Oatmeal is good for you!
It's full of soluble and unsoluble fiber and many nutrients. It helps prevent heart disease and cancer and regulates digestion for diabetics. It promotes regularity. It also helps stave off hunger until lunch and costs next to nothing per serving.
That's all fine but here are the downsides. It tastes bad plain - like eating paste. It also can cause flatulence for some, especially when combined with milk. Now let's look at how to doctor it up so it will taste better, and find out what's wrong with individual fruity packets of oatmeal from the store.
Great Value 42 oz (15 dry cups) round box of rolled oats: $2.24 ($0.05 / oz), 30 servings at 7.5 cents per serving
Ingredients - 100% natural rolled oats. It doesn't get any more natural that that.
Note: Quick Oats are just ground up whole oats. They cost the same but cook in two minutes, not four. Use rolled whole oats in cookies and granola. If you run out of quick oats, just run some whole oats through the blender.

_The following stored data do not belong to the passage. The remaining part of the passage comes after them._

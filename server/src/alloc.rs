//! VPN address allocation.
//!
//! New peers get the first free address at or above the lowest address of
//! their own category (router, remote, exit), so gaps left by removed peers
//! are refilled before the range grows. When the category is empty the scan
//! starts at the first assignable host of the network. Network, broadcast
//! and hub addresses are never handed out.

use std::{
    collections::HashSet,
    net::{IpAddr, Ipv4Addr, Ipv6Addr},
};

use ipnet::{Ipv4Net, Ipv6Net};

use crate::Error;

pub fn next_free_v4(
    cidr: Ipv4Net,
    category_used: &[Ipv4Addr],
    all_used: &HashSet<IpAddr>,
) -> Result<Ipv4Addr, Error> {
    let network = u32::from(cidr.network());
    let broadcast = u32::from(cidr.broadcast());
    let first_host = if cidr.prefix_len() < 31 {
        network + 1
    } else {
        network
    };
    let last_host = if cidr.prefix_len() < 31 {
        broadcast.saturating_sub(1)
    } else {
        broadcast
    };

    let start = category_used
        .iter()
        .map(|a| u32::from(*a))
        .min()
        .unwrap_or(first_host)
        .max(first_host);

    let scan = (start..=last_host).chain(first_host..start);
    for candidate in scan {
        let addr = Ipv4Addr::from(candidate);
        if !all_used.contains(&IpAddr::V4(addr)) {
            return Ok(addr);
        }
    }
    Err(Error::validation(
        "address",
        format!("no free v4 addresses left in {cidr}"),
    ))
}

pub fn next_free_v6(
    cidr: Ipv6Net,
    category_used: &[Ipv6Addr],
    all_used: &HashSet<IpAddr>,
) -> Result<Ipv6Addr, Error> {
    let network = u128::from(cidr.network());
    let last = u128::from(cidr.broadcast());
    let first_host = network + 1;

    let start = category_used
        .iter()
        .map(|a| u128::from(*a))
        .min()
        .unwrap_or(first_host)
        .max(first_host);

    // v6 ranges are sparse; a bounded forward scan is always enough.
    let mut candidate = start;
    for _ in 0..1_000_000u32 {
        if candidate > last {
            candidate = first_host;
        }
        let addr = Ipv6Addr::from(candidate);
        if !all_used.contains(&IpAddr::V6(addr)) {
            return Ok(addr);
        }
        candidate += 1;
    }
    Err(Error::validation(
        "address",
        format!("no free v6 addresses found in {cidr}"),
    ))
}

#[cfg(test)]
mod tests {
    use super::*;

    fn used(addrs: &[&str]) -> HashSet<IpAddr> {
        addrs.iter().map(|a| a.parse().unwrap()).collect()
    }

    #[test]
    fn fills_the_gap_inside_the_category_range() {
        // Hub at .1, a router at .20, remotes at .30, .31 and .33: the next
        // remote lands on .32, not on the low gap at .2.
        let cidr: Ipv4Net = "10.66.0.0/24".parse().unwrap();
        let all = used(&[
            "10.66.0.1",
            "10.66.0.20",
            "10.66.0.30",
            "10.66.0.31",
            "10.66.0.33",
        ]);
        let category: Vec<Ipv4Addr> = ["10.66.0.30", "10.66.0.31", "10.66.0.33"]
            .iter()
            .map(|a| a.parse().unwrap())
            .collect();
        let next = next_free_v4(cidr, &category, &all).unwrap();
        assert_eq!(next, "10.66.0.32".parse::<Ipv4Addr>().unwrap());
    }

    #[test]
    fn empty_category_starts_after_the_network_address() {
        let cidr: Ipv4Net = "10.66.0.0/24".parse().unwrap();
        let all = used(&["10.66.0.1"]);
        let next = next_free_v4(cidr, &[], &all).unwrap();
        assert_eq!(next, "10.66.0.2".parse::<Ipv4Addr>().unwrap());
    }

    #[test]
    fn wraps_to_earlier_gaps_when_the_tail_is_full() {
        let cidr: Ipv4Net = "10.66.0.0/30".parse().unwrap();
        // Hosts are .1 and .2; category starts at .2 which is taken, so the
        // scan wraps to .1.
        let all = used(&["10.66.0.2"]);
        let category: Vec<Ipv4Addr> = vec!["10.66.0.2".parse().unwrap()];
        let next = next_free_v4(cidr, &category, &all).unwrap();
        assert_eq!(next, "10.66.0.1".parse::<Ipv4Addr>().unwrap());
    }

    #[test]
    fn exhausted_network_errors() {
        let cidr: Ipv4Net = "10.66.0.0/30".parse().unwrap();
        let all = used(&["10.66.0.1", "10.66.0.2"]);
        assert!(matches!(
            next_free_v4(cidr, &[], &all),
            Err(Error::Validation { .. })
        ));
    }

    #[test]
    fn v6_allocation_scans_forward() {
        let cidr: Ipv6Net = "fd66::/64".parse().unwrap();
        let all = used(&["fd66::1", "fd66::2"]);
        let category: Vec<Ipv6Addr> = vec!["fd66::2".parse().unwrap()];
        let next = next_free_v6(cidr, &category, &all).unwrap();
        assert_eq!(next, "fd66::3".parse::<Ipv6Addr>().unwrap());
    }
}
use std::{
    ops::{Deref, DerefMut},
    path::PathBuf,
};

use rusqlite::{params, Connection, OptionalExtension};
use wgfleet_shared::{SshHost, SshHostContents};

use crate::Error;

/// Shared SSH deployment hosts. Deleting one never cascades: referencing
/// entities fall back to SSH-less via ON DELETE SET NULL.
#[derive(Debug)]
pub struct DatabaseSshHost {
    pub inner: SshHost,
}

impl From<SshHost> for DatabaseSshHost {
    fn from(inner: SshHost) -> Self {
        Self { inner }
    }
}

impl Deref for DatabaseSshHost {
    type Target = SshHost;

    fn deref(&self) -> &Self::Target {
        &self.inner
    }
}

impl DerefMut for DatabaseSshHost {
    fn deref_mut(&mut self) -> &mut Self::Target {
        &mut self.inner
    }
}

impl DatabaseSshHost {
    pub fn create(conn: &Connection, contents: SshHostContents) -> Result<Self, Error> {
        log::debug!("creating ssh host {}", contents.name);
        conn.execute(
            "INSERT INTO ssh_hosts (name, host, port, user, key_path, config_dir)
             VALUES (?1, ?2, ?3, ?4, ?5, ?6)",
            params![
                contents.name,
                contents.host,
                contents.port,
                contents.user,
                contents
                    .key_path
                    .as_ref()
                    .map(|p| p.to_string_lossy().to_string()),
                contents.config_dir.to_string_lossy().to_string(),
            ],
        )?;
        let id = conn.last_insert_rowid();
        Ok(SshHost { id, contents }.into())
    }

    fn from_row(row: &rusqlite::Row) -> Result<Self, rusqlite::Error> {
        Ok(SshHost {
            id: row.get(0)?,
            contents: SshHostContents {
                name: row.get(1)?,
                host: row.get(2)?,
                port: row.get(3)?,
                user: row.get(4)?,
                key_path: row.get::<_, Option<String>>(5)?.map(PathBuf::from),
                config_dir: PathBuf::from(row.get::<_, String>(6)?),
            },
        }
        .into())
    }

    pub fn get(conn: &Connection, id: i64) -> Result<Self, Error> {
        Ok(conn.query_row(
            "SELECT id, name, host, port, user, key_path, config_dir FROM ssh_hosts WHERE id = ?1",
            params![id],
            Self::from_row,
        )?)
    }

    pub fn get_by_name(conn: &Connection, name: &str) -> Result<Self, Error> {
        conn.query_row(
            "SELECT id, name, host, port, user, key_path, config_dir FROM ssh_hosts WHERE name = ?1",
            params![name],
            Self::from_row,
        )
        .optional()?
        .ok_or_else(|| Error::not_found("ssh host", name))
    }

    pub fn list(conn: &Connection) -> Result<Vec<Self>, Error> {
        let mut stmt = conn.prepare_cached(
            "SELECT id, name, host, port, user, key_path, config_dir FROM ssh_hosts ORDER BY name",
        )?;
        let hosts = stmt
            .query_map([], Self::from_row)?
            .collect::<Result<_, _>>()?;
        Ok(hosts)
    }

    pub fn delete(conn: &Connection, id: i64) -> Result<(), Error> {
        match conn.execute("DELETE FROM ssh_hosts WHERE id = ?1", params![id])? {
            0 => Err(Error::not_found("ssh host", id.to_string())),
            _ => Ok(()),
        }
    }
}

Classic additions to add to improve the taste: Cinnamon, apple chunks, raisins, sugar, brown sugar, honey, artificial sweetener, margarine, salt, milk, walnuts, almonds, sunflower seeds
Possible other ingredients I've not tried: Orange juice, lemon juice, coffee, almond extract, flavored yogurt, bananas, blueberries, strawberries
My favorite Additions:
Great Value 24 oz can of Raisins ($2.68) - 1 oz in oatmeal = $0.11 per serving
Great Value 2.37 oz Cinnamon ($2.12) - get 30 servings from bottle = $0.07 per serving
Great Value Sucralose sweetener 200 pack ($4.98) - 2 pack serving = $0.05 per serving
Great Value Cane Sugar - no price check but I know it is 1/3 cost of Sucralose, 1/2 of Aspartame, so $0.02 per serving
We just added $0.23 to out $0.075 oatmeal to make it taste good for $0.31 / serving total. I just did a blog on oatmeal cookies and you could eat four homemade oatmeal raisin cookies for that price. We've basically traded sugar and margarine for more oatmeal ingredients, for the sake of a good breakfast.
REALITY CHECK:
Life Cereal, 21 oz is $3.38 or $0.16 / oz - a breakfast serving of 4 oz is $0.64 and 8 oz of skim milk on same is another $0.20 which is $0.84 per serving total. OK I feel better. We're almost 1/3 the cost with our doctored up oatmeal.
Granola was a 1970's invention to make oatmeal more palatable. Basically, you add nuts and raisins and roll things around in honey to glob it up and then bake it on cookie sheets in the oven. Later, after hippies went extinct, it mutated into chocolate covered granola bars with M and M's in them. I still like granola for a snack but it's gone out of vogue and there are only a few brands left such as:
Quaker 28 oz Granola with raisins on sale at Safeway $3.99 or $0.14 / oz
Sunbelt 16 oz Granola with banana chips at Walmart $2.50 or $0.16 / oz
Granola is as cheap as Life cereal. Surprising, isn't it? Someone has to pay for Mikey's salary.
What about those individual oatmeal packets? We've been eating those here for a year and when I switched to regular oatmeal and added raisins and sweeteners, I could not get the good taste back. We switched back for one meal so I could study the ingredients.
Great Value Fruit and Cream Instant Oatmeal Variety Pack, 10 packets, 12.3 oz total - $1.68 total or $0.17 / pack or $0.51 / serving
It comes in Strawberry, Blueberry, Peach and Banana flavors and they do call it artificially flavored. It turns out they use apple pieces for texture for the strawberry and peach versions and dried figs for the blueberries for texture. That's not the real problem. Why does it taste good? LOTS of sugar, 12 grams per packet. We like three packets per person which is exactly the same sugar content as a can of Sprite.
Say, a can of Sprite would go good with those four homemade cookies for breakfast, wouldn't it?
The food industry has two proven rules:
1. If it doesn't taste good enough then add more sugar. (works on catsup, canned corn, you name it)
2. If it doesn't taste good enough then add more salt. (storebought frozen entrees, all fast food entrees)
The medical industry has two proven rules:
1. Eating lots of sugar leads to weight gains (then diabetes).
2. Eating lots of salt leads to high blood pressure (then heart attacks).
CONCLUSION:
Monitor carefully the cost of items that you add to your homemade oatmeal. Raw ingredients like oatmeal, potatoes and rice are really cheap but the cost of making them taste good cost much more. If you're turning to the dark side (mo' sugar, please!), at least eat your own oatmeal raisin cookies for breakfast.